Conad (Consorzio Nazionale Dettaglianti, English: National Retailers Consortium), stylized CONAD, is an Italian retail store brand, which operates as the largest supermarket chain in Italy, with more than 4,500 stores across the country under the names CONAD, Margherita, Spazio Conad, Tuday Conad and Todis.

==History==

Created in 1962, Conad is a cooperative system of entrepreneurs, dealing in large-scale distribution. It is structured on three levels: entrepreneur members (owners of retail outlets), cooperatives (large shopping and distribution centres), and the national consortium (a service and market-oriented body for member companies).

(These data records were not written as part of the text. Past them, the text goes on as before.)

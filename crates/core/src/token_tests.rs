// SPDX-License-Identifier: BUSL-1.1
// Copyright (c) 2026 Alfred Jean LLC

use super::*;

#[test]
fn needs_refresh_below_margin() {
    let token = TokenData::new("abc", 1_000);
    assert!(token.needs_refresh(950, 300));
    assert!(!token.needs_refresh(500, 300));
}

#[test]
fn serde_round_trip_is_byte_equal_in_meaning() {
    let mut token = TokenData::new("abc", 1_000);
    token.refresh_token = Some("refresh".to_string());
    let json = serde_json::to_string(&token).expect("serialize");
    let back: TokenData = serde_json::from_str(&json).expect("deserialize");
    assert_eq!(token, back);
}
// SPDX-License-Identifier: BUSL-1.1
// Copyright (c) 2026 Alfred Jean LLC

//! `Read`, `Write`, `Edit`, and `ReadFiles`.

use std::collections::BTreeMap;
use std::path::Path;

use crate::access::AccessControl;
use crate::error::ToolError;

/// Read a file, optionally slicing by 1-indexed line `offset`/`limit`.
pub async fn read(path: &Path, offset: Option<usize>, limit: Option<usize>) -> Result<String, ToolError> {
    let content = tokio::fs::read_to_string(path)
        .await
        .map_err(|e| read_error(path, e))?;

    match (offset, limit) {
        (None, None) => Ok(content),
        (offset, limit) => {
            let start = offset.unwrap_or(1).max(1) - 1;
            let lines: Vec<&str> = content.lines().collect();
            if start >= lines.len() {
                return Ok(String::new());
            }
            let end = match limit {
                Some(n) => (start + n).min(lines.len()),
                None => lines.len(),
            };
            Ok(lines[start..end].join("\n"))
        }
    }
}

/// Read several files at once, returning a path-to-content mapping. Files
/// that fail to read get an `"Error: ..."` string as their value rather than
/// aborting the whole batch.
pub async fn read_files(paths: &[String]) -> BTreeMap<String, String> {
    let mut out = BTreeMap::new();
    for p in paths {
        let path = Path::new(p);
        let value = match tokio::fs::read_to_string(path).await {
            Ok(content) => content,
            Err(e) => read_error(path, e).to_tool_result(),
        };
        out.insert(p.clone(), value);
    }
    out
}

/// Overwrite `path` with `content`, subject to `access`.
pub async fn write(access: &AccessControl, path: &Path, content: &str) -> Result<(), ToolError> {
    access.check_write(path)?;
    if let Some(parent) = path.parent() {
        if !parent.as_os_str().is_empty() {
            tokio::fs::create_dir_all(parent)
                .await
                .map_err(|e| ToolError::Io(e.to_string()))?;
        }
    }
    tokio::fs::write(path, content)
        .await
        .map_err(|e| ToolError::Io(e.to_string()))
}

/// Replace a unique occurrence of `old_string` with `new_string` in `path`.
pub async fn edit(
    access: &AccessControl,
    path: &Path,
    old_string: &str,
    new_string: &str,
) -> Result<(), ToolError> {
    access.check_write(path)?;
    let content = tokio::fs::read_to_string(path)
        .await
        .map_err(|e| read_error(path, e))?;

    let occurrences = content.matches(old_string).count();
    if occurrences == 0 {
        return Err(ToolError::BadArguments(format!(
            "old_string not found in {}",
            path.display()
        )));
    }
    if occurrences > 1 {
        return Err(ToolError::BadArguments(format!(
            "old_string appears {occurrences} times in {}, must be unique",
            path.display()
        )));
    }

    let updated = content.replacen(old_string, new_string, 1);
    tokio::fs::write(path, updated)
        .await
        .map_err(|e| ToolError::Io(e.to_string()))
}

fn read_error(path: &Path, e: std::io::Error) -> ToolError {
    if e.kind() == std::io::ErrorKind::NotFound {
        ToolError::NotFound(path.display().to_string())
    } else {
        ToolError::Io(format!("{}: {e}", path.display()))
    }
}

#[cfg(test)]
#[path = "fs_tools_tests.rs"]
mod tests;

Since 9 May 2023, Mauro Lusetti has been the President of Conad. The Director General is Francesco Avanzini.

==Stores==
Conad is represented in all 20 regions of Italy with over 3300 retail stores in total, across all their brands. They hold a market share of over 15%. In addition to the grocery stores, there are also the distribution lines "Parafarmacia Conad" (pharmacies) with 185 locations, "PetStore Conad" (pet shops) with 140 locations, "Conad Self 24h" (petrol station stores) with 47 offices and "Ottico Conad" (opticians) with 22 offices, as of 2023. In 2023, their net profit was over 159 million euros. The chain employs over 77,800 people across its entire Italian network.

Conad launched their first hypermarket in Italy in 1990, under the name Pianeta Conad in Modena.

In 2019, Conad bought the 33 stores operated in Sicily by the brand Auchan, along with 50 pharmacies operated by Lillapois.
Since 2019, Conad has stopped the sale of eggs from caged hens. This action is a continuation of an initiative started in 2018 "to remove eggs from caged hens from Conad branded products".

Conad also operates internationally, with stores in Albania, Kosovo, and San Marino. It formerly operated in China and Hong Kong.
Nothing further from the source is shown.